Abstract In this study, we report that long non-coding RNA (lncRNA) SNHG16 is upregulated in non-small cell lung cancer (NSCLC) tissues, and is correlated with tumor size, TNM stage and lymph node metastasis. Kaplan-Meier analysis shows that the patients with high SNHG16 expression have poorer disease-free survival (DFS) and overall survival (OS) than the patients with low SNHG16 expression. Multivariate Cox regression analysis reveals that SNHG16 expression could be regarded as an independent predictor for DFS and OS in NSCLC patients. In vitro experiments show that SNHG16 knockdown inhibits NSCLC cell proliferation, migration and invasion, and SNHG16 overexpression promotes NSCLC cell proliferation, migration and invasion. We further identify and confirm that miR-146a is the target of SNHG16, and SNHG16 functions by targeting miR-146a.
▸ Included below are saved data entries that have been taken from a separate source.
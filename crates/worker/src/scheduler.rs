//! Bounded-parallel batch scheduler.
//!
//! [`Scheduler::start`] snapshots a [`JobList`] into one [`ImageJob`] per
//! input and spawns a dispatcher task. The dispatcher takes a semaphore
//! permit before spawning each job's worker, so at most `max_parallel` jobs
//! are ever in `Processing`. A scheduler runs one batch at a time. Every job reports exactly two progress events,
//! `Processing` followed by one terminal status, even when it was cancelled
//! before a worker picked it up.
//!
//! Faults stay inside their job: a registry error or panic ends that job as
//! `Failed` and the run carries on.

use std::path::{Path, PathBuf};
use std::sync::atomic::{AtomicBool, Ordering};
use std::sync::Arc;
use std::time::Instant;

use tokio::sync::{OnceCell, Semaphore};
use tokio::task::{JoinHandle, JoinSet};
use uuid::Uuid;

use pixbatch_core::config::BatchConfig;
use pixbatch_core::{
    naming, CoreError, JobIndex, JobStatus, ProgressStatus, TransformError, TransformKind,
};
use pixbatch_events::ProgressNotifier;

use crate::cancel::CancellationController;
use crate::error::BatchError;
use crate::job::ImageJob;
use crate::list::{JobList, RunGuard};
use crate::registry::TransformRegistry;
use crate::report::{BatchSummary, JobReport};

/// Starts batch runs against one registry, notifier and output directory.
///
/// At most one run per scheduler is active at a time, whichever list it was
/// built from.
pub struct Scheduler {
    registry: Arc<dyn TransformRegistry>,
    notifier: Arc<dyn ProgressNotifier>,
    output_dir: PathBuf,
    active: Arc<AtomicBool>,
}

impl Scheduler {
    pub fn new(
        registry: Arc<dyn TransformRegistry>,
        notifier: Arc<dyn ProgressNotifier>,
        output_dir: impl Into<PathBuf>,
    ) -> Self {
        Self {
            registry,
            notifier,
            output_dir: output_dir.into(),
            active: Arc::new(AtomicBool::new(false)),
        }
    }

    pub fn from_config(
        config: &BatchConfig,
        registry: Arc<dyn TransformRegistry>,
        notifier: Arc<dyn ProgressNotifier>,
    ) -> Self {
        Self::new(registry, notifier, config.output_dir.clone())
    }

    pub fn output_dir(&self) -> &Path {
        &self.output_dir
    }

    pub fn is_run_active(&self) -> bool {
        self.active.load(Ordering::Acquire)
    }

    /// Start a run over every input in `list`.
    ///
    /// Fails with [`BatchError::RunActive`] while an earlier run of this
    /// scheduler, or any run over `list`, is still in flight. Both stay
    /// locked until the run finishes. `max_parallel` of zero is treated as
    /// one. Must be called from within a Tokio runtime.
    pub fn start(
        &self,
        list: &JobList,
        kind: TransformKind,
        max_parallel: usize,
    ) -> Result<RunHandle, BatchError> {
        let scheduler_guard = RunGuard::claim(&self.active).ok_or(BatchError::RunActive)?;
        let (list_guard, inputs) = list.begin_run()?;
        let controller = CancellationController::new();

        let jobs = inputs
            .into_iter()
            .enumerate()
            .map(|(position, input)| -> Result<ImageJob, BatchError> {
                let index = JobIndex::try_from(position).map_err(|_| {
                    CoreError::Validation(format!("Batch exceeds {} jobs", JobIndex::MAX))
                })?;
                let output = naming::output_path(&self.output_dir, &input, kind)?;
                Ok(ImageJob::new(index, input, output, controller.job_scope()))
            })
            .collect::<Result<Vec<_>, BatchError>>()?;
        let jobs: Arc<[ImageJob]> = jobs.into();

        let width = max_parallel.clamp(1, Semaphore::MAX_PERMITS);
        let ctx = Arc::new(RunContext {
            run_id: Uuid::new_v4(),
            kind,
            registry: Arc::clone(&self.registry),
            notifier: Arc::clone(&self.notifier),
            output_dir: self.output_dir.clone(),
            output_dir_ready: OnceCell::new(),
        });

        tracing::info!(
            run_id = %ctx.run_id,
            kind = %kind,
            jobs = jobs.len(),
            max_parallel = width,
            output_dir = %ctx.output_dir.display(),
            "Batch run started",
        );

        let run_id = ctx.run_id;
        let guards = [scheduler_guard, list_guard];
        let task = tokio::spawn(dispatch(ctx, Arc::clone(&jobs), width, guards));

        Ok(RunHandle {
            run_id,
            kind,
            jobs,
            controller,
            task,
        })
    }
}

// ---------------------------------------------------------------------------
// RunHandle
// ---------------------------------------------------------------------------

/// Control and observation handle for one run.
///
/// Dropping the handle detaches the run; it still finishes and unlocks its
/// list and scheduler.
#[derive(Debug)]
pub struct RunHandle {
    run_id: Uuid,
    kind: TransformKind,
    jobs: Arc<[ImageJob]>,
    controller: CancellationController,
    task: JoinHandle<BatchSummary>,
}

impl RunHandle {
    pub fn run_id(&self) -> Uuid {
        self.run_id
    }

    pub fn kind(&self) -> TransformKind {
        self.kind
    }

    pub fn len(&self) -> usize {
        self.jobs.len()
    }

    pub fn is_empty(&self) -> bool {
        self.jobs.is_empty()
    }

    pub fn job(&self, index: JobIndex) -> Option<&ImageJob> {
        self.jobs.get(index as usize)
    }

    pub fn status(&self, index: JobIndex) -> Option<JobStatus> {
        self.job(index).map(ImageJob::status)
    }

    pub fn statuses(&self) -> Vec<JobStatus> {
        self.jobs.iter().map(ImageJob::status).collect()
    }

    /// Cancel every job that has not reached a terminal state.
    pub fn cancel_all(&self) {
        tracing::info!(run_id = %self.run_id, "Batch cancellation requested");
        self.controller.cancel_all();
    }

    /// Cancel one job. Returns `Ok(false)` if it had already finished.
    pub fn cancel_job(&self, index: JobIndex) -> Result<bool, BatchError> {
        let job = self.job(index).ok_or(BatchError::JobNotFound(index))?;
        let requested = self.controller.cancel_job(job);
        if requested {
            tracing::info!(run_id = %self.run_id, index, "Job cancellation requested");
        }
        Ok(requested)
    }

    pub fn is_cancelled(&self) -> bool {
        self.controller.is_cancelled()
    }

    pub fn is_finished(&self) -> bool {
        self.task.is_finished()
    }

    /// Wait for every job to reach a terminal state.
    pub async fn wait(self) -> BatchSummary {
        match self.task.await {
            Ok(summary) => summary,
            Err(e) => {
                tracing::error!(run_id = %self.run_id, error = %e, "Batch dispatcher aborted");
                let reports = self.jobs.iter().map(|job| JobReport::of(job, None)).collect();
                BatchSummary::new(self.run_id, self.kind, reports)
            }
        }
    }
}

// ---------------------------------------------------------------------------
// Dispatcher
// ---------------------------------------------------------------------------

struct RunContext {
    run_id: Uuid,
    kind: TransformKind,
    registry: Arc<dyn TransformRegistry>,
    notifier: Arc<dyn ProgressNotifier>,
    output_dir: PathBuf,
    output_dir_ready: OnceCell<()>,
}

impl RunContext {
    /// Create the output directory once per run, before the first write.
    async fn ensure_output_dir(&self) -> Result<(), TransformError> {
        self.output_dir_ready
            .get_or_try_init(|| async { tokio::fs::create_dir_all(&self.output_dir).await })
            .await
            .map(|_| ())
            .map_err(|e| TransformError::OutputWriteFailure {
                path: self.output_dir.clone(),
                reason: e.to_string(),
            })
    }
}

async fn dispatch(
    ctx: Arc<RunContext>,
    jobs: Arc<[ImageJob]>,
    width: usize,
    _guards: [RunGuard; 2],
) -> BatchSummary {
    let started = Instant::now();
    let slots = Arc::new(Semaphore::new(width));
    let mut workers = JoinSet::new();

    for position in 0..jobs.len() {
        // The semaphore is never closed.
        let Ok(permit) = Arc::clone(&slots).acquire_owned().await else {
            break;
        };
        let ctx = Arc::clone(&ctx);
        let jobs = Arc::clone(&jobs);
        workers.spawn(async move {
            let report = process_job(&ctx, &jobs[position]).await;
            drop(permit);
            report
        });
    }

    let mut reports: Vec<Option<JobReport>> = vec![None; jobs.len()];
    while let Some(joined) = workers.join_next().await {
        match joined {
            Ok(report) => {
                let slot = report.index as usize;
                reports[slot] = Some(report);
            }
            Err(e) => {
                tracing::error!(run_id = %ctx.run_id, error = %e, "Job worker aborted");
            }
        }
    }

    // A worker that died outside the registry call still owes its events.
    let mut settled = Vec::with_capacity(jobs.len());
    for (report, job) in reports.into_iter().zip(jobs.iter()) {
        let report = match report {
            Some(report) => report,
            None => recover(&ctx, job).await,
        };
        settled.push(report);
    }
    let reports = settled;

    let summary = BatchSummary::new(ctx.run_id, ctx.kind, reports);
    tracing::info!(
        run_id = %ctx.run_id,
        completed = summary.completed,
        failed = summary.failed,
        cancelled = summary.cancelled,
        elapsed_ms = started.elapsed().as_millis() as u64,
        "Batch run finished",
    );
    summary
}

/// Drive one job from `Pending` to a terminal state.
async fn process_job(ctx: &RunContext, job: &ImageJob) -> JobReport {
    if let Err(e) = job.begin() {
        tracing::error!(run_id = %ctx.run_id, index = job.index(), error = %e, "Job could not start");
        return JobReport::of(job, Some(e.to_string()));
    }
    ctx.notifier.notify(job.index(), ProgressStatus::Processing);
    job.mark_announced();
    tracing::debug!(
        run_id = %ctx.run_id,
        index = job.index(),
        input = %job.input_path().display(),
        "Job processing",
    );

    let outcome = execute(ctx, job).await;

    let (status, error) = match outcome {
        Ok(()) => (JobStatus::Completed, None),
        Err(e) => (e.terminal_status(), (!e.is_cancelled()).then(|| e.to_string())),
    };
    if status != JobStatus::Completed {
        discard_output(ctx, job.output_path()).await;
    }
    settle(ctx, job, status, error)
}

/// Run the registry for one job inside its own task so a panic stays local.
async fn execute(ctx: &RunContext, job: &ImageJob) -> Result<(), TransformError> {
    if job.is_cancel_requested() {
        return Err(TransformError::Cancelled);
    }
    ctx.ensure_output_dir().await?;

    let registry = Arc::clone(&ctx.registry);
    let kind = ctx.kind;
    let input = job.input_path().to_path_buf();
    let output = job.output_path().to_path_buf();
    let cancel = job.cancel_token().clone();

    let task = tokio::spawn(async move { registry.run(kind, &input, &output, &cancel).await });
    match task.await {
        Ok(result) => result,
        Err(e) => Err(TransformError::TransformFault(format!(
            "Transform task aborted: {e}"
        ))),
    }
}

/// Record the terminal status and emit the terminal event.
fn settle(ctx: &RunContext, job: &ImageJob, status: JobStatus, error: Option<String>) -> JobReport {
    if let Err(e) = job.finish(status) {
        tracing::error!(run_id = %ctx.run_id, index = job.index(), error = %e, "Job status not updated");
    }
    match ProgressStatus::try_from(status) {
        Ok(event) => ctx.notifier.notify(job.index(), event),
        Err(status) => tracing::error!(
            run_id = %ctx.run_id,
            index = job.index(),
            %status,
            "Job settled without a terminal status",
        ),
    }

    match (&error, status) {
        (Some(reason), _) => tracing::warn!(
            run_id = %ctx.run_id,
            index = job.index(),
            input = %job.input_path().display(),
            error = %reason,
            "Job failed",
        ),
        (None, JobStatus::Cancelled) => {
            tracing::info!(run_id = %ctx.run_id, index = job.index(), "Job cancelled")
        }
        _ => tracing::debug!(
            run_id = %ctx.run_id,
            index = job.index(),
            output = %job.output_path().display(),
            "Job completed",
        ),
    }

    JobReport::of(job, error)
}

/// Close out a job whose worker task died before reporting.
///
/// The job still gets its `Processing` event first if the worker died
/// before emitting it.
async fn recover(ctx: &RunContext, job: &ImageJob) -> JobReport {
    if job.status().is_terminal() {
        return JobReport::of(job, None);
    }
    if job.status() == JobStatus::Pending {
        if let Err(e) = job.begin() {
            tracing::error!(run_id = %ctx.run_id, index = job.index(), error = %e, "Job could not start");
        }
    }
    if !job.is_announced() {
        ctx.notifier.notify(job.index(), ProgressStatus::Processing);
        job.mark_announced();
    }
    discard_output(ctx, job.output_path()).await;
    settle(ctx, job, JobStatus::Failed, Some("Job worker aborted".to_string()))
}

/// Remove whatever a failed or cancelled job may have left at its output path.
async fn discard_output(ctx: &RunContext, path: &Path) {
    match tokio::fs::remove_file(path).await {
        Ok(()) => {
            tracing::debug!(run_id = %ctx.run_id, path = %path.display(), "Removed output");
        }
        Err(e) if e.kind() == std::io::ErrorKind::NotFound => {}
        Err(e) => {
            tracing::warn!(
                run_id = %ctx.run_id,
                path = %path.display(),
                error = %e,
                "Failed to remove output",
            );
        }
    }
}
Subsequently, MUC5AC, a major mucin in the human respiratory tract correlated with post-operative metastasis and recurrence of NSCLC, is confirmed to be regulated by SNHG16 and miR-146a, and might be involved in the oncogenic activity of SNHG16-miR-146a axis in NSCLC. In vivo experiments also confirm these conclusions. Taken together, the present results elucidate a potential mechanism underlying the carcinogenesis role of SNHG16 in NSCLC, and indicate that SNHG16 could act as a novel promising marker for prognosis, and a potential therapeutic target for NSCLC treatment in the future.